-- Given records --
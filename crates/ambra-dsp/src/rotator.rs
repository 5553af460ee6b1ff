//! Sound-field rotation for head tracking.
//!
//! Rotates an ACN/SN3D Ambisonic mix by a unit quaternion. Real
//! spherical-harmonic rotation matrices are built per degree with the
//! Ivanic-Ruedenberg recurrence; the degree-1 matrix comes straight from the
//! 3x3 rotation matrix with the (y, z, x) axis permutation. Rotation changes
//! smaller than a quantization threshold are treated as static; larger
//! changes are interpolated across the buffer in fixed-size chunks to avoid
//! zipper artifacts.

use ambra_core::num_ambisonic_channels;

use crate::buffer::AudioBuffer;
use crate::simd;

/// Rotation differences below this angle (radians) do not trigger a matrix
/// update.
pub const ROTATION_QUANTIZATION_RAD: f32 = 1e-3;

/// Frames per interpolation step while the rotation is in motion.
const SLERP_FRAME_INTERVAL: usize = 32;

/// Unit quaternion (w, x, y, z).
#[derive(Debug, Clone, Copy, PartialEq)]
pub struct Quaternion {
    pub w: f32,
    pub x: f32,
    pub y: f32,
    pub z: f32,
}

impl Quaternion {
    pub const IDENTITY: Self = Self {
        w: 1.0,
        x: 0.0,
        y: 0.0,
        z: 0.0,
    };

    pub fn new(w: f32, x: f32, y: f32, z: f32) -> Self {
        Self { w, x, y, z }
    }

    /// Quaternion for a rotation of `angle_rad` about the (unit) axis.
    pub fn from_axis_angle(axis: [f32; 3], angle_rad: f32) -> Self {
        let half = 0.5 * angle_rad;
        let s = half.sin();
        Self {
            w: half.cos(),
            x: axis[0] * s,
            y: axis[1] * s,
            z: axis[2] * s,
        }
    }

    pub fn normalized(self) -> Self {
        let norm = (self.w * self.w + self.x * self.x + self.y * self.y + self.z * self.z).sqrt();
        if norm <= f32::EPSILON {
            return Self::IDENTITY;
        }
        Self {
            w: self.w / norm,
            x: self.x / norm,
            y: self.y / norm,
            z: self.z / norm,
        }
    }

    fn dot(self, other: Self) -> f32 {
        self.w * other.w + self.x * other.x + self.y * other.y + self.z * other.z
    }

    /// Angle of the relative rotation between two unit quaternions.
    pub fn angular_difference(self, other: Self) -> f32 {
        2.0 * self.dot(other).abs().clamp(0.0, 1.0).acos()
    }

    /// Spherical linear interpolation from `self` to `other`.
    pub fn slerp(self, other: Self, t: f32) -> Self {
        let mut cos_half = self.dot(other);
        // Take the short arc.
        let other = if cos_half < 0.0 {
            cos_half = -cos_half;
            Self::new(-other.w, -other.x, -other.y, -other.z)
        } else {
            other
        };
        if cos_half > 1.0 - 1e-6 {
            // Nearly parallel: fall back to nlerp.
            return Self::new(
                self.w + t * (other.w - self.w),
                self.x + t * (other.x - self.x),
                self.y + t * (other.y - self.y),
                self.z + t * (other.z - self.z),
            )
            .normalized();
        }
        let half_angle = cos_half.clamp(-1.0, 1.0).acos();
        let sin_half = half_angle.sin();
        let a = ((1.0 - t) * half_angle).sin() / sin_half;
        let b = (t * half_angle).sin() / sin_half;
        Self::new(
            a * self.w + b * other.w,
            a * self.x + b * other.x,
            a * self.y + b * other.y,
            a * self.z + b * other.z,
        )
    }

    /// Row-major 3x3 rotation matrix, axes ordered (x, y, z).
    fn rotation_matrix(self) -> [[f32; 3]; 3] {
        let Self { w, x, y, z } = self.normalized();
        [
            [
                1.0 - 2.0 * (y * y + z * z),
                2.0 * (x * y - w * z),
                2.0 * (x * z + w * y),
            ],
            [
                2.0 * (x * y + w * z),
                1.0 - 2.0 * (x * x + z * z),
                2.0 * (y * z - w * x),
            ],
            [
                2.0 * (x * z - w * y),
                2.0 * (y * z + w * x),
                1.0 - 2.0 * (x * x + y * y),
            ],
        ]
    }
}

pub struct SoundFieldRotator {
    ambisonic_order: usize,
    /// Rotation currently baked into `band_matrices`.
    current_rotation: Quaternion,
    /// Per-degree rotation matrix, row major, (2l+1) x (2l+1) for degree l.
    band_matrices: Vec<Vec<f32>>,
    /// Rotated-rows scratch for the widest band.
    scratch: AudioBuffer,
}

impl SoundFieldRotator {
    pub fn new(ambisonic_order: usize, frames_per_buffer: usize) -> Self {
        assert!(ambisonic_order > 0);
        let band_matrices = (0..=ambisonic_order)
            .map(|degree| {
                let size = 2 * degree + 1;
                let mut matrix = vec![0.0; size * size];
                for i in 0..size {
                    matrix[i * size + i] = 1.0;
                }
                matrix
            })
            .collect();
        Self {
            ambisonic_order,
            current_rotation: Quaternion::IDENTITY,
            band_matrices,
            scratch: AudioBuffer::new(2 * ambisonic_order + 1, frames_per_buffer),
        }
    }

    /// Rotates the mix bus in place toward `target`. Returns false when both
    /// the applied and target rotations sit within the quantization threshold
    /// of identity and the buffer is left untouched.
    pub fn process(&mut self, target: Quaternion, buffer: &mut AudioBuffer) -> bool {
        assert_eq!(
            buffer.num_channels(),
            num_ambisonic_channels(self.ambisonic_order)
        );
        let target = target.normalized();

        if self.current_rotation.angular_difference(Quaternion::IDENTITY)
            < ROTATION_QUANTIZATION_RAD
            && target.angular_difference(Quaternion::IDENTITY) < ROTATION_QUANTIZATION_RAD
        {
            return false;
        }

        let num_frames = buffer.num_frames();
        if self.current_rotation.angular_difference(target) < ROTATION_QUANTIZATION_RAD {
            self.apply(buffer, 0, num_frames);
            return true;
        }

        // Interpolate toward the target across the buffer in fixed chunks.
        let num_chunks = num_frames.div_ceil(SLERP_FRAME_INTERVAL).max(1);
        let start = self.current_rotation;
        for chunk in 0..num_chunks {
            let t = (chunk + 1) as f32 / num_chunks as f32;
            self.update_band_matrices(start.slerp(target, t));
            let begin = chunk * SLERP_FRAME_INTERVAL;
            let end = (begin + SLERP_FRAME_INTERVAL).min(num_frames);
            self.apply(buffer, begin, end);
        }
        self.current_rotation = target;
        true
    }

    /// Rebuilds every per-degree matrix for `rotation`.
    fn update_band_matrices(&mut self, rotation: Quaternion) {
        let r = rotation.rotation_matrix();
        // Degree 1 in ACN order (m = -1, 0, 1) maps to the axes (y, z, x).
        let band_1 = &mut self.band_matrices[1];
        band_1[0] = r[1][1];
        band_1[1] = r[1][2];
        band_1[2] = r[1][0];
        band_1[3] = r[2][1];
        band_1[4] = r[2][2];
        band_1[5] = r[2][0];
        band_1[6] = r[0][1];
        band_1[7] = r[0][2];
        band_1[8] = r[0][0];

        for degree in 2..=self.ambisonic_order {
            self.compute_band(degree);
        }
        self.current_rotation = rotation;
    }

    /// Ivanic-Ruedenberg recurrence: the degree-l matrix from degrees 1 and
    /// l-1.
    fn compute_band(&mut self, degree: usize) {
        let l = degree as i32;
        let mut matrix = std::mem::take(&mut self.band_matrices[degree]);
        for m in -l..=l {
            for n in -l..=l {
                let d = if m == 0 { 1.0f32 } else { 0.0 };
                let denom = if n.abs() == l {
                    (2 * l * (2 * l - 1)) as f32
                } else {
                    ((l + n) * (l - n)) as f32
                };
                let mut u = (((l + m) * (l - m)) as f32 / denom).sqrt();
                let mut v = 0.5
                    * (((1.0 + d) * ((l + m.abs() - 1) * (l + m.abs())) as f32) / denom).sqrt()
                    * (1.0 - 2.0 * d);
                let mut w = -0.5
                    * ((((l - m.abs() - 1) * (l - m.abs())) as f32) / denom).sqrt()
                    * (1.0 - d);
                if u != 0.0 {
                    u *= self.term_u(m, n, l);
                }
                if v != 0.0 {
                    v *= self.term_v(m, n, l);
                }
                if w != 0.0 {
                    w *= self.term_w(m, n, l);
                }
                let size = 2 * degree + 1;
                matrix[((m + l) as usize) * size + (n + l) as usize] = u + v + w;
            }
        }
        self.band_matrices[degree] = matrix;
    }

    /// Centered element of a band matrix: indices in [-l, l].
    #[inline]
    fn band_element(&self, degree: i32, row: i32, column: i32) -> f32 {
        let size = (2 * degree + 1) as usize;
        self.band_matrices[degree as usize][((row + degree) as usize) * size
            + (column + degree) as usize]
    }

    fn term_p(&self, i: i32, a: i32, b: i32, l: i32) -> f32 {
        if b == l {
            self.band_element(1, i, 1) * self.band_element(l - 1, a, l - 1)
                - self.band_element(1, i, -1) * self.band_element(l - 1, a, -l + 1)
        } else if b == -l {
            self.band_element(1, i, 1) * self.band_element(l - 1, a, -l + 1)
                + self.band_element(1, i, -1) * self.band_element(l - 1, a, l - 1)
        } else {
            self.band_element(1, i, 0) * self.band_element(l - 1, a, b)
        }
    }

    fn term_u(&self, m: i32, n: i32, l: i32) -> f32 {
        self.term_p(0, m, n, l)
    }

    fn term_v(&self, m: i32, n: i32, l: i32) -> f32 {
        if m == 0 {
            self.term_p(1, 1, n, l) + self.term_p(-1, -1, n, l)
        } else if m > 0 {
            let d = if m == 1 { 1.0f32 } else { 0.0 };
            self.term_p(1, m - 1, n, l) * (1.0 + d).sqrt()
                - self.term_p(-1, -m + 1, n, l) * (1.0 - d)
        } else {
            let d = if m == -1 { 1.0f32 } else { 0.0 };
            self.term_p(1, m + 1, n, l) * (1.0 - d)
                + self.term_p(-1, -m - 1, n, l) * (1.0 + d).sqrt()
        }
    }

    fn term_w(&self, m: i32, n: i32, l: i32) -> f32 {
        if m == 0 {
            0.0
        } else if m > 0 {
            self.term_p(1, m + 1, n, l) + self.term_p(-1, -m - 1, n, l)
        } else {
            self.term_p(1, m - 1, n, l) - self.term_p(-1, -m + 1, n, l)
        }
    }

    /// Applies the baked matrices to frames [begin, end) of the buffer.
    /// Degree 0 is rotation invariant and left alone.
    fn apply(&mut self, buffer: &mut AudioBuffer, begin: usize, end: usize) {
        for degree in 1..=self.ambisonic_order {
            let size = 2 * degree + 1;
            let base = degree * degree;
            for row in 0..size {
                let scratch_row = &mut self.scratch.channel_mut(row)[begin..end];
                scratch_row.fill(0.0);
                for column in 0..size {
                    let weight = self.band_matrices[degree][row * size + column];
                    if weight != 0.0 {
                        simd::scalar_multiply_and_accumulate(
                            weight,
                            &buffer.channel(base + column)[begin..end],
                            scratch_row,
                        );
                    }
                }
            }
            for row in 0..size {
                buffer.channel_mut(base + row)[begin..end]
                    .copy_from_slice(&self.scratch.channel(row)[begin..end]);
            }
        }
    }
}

-- Task objective --
Copy out, from the data above, each line where the string "Rotates" is present.

-- Exercise solution --
//! Rotates an ACN/SN3D Ambisonic mix by a unit quaternion. Real
    /// Rotates the mix bus in place toward `target`. Returns false when both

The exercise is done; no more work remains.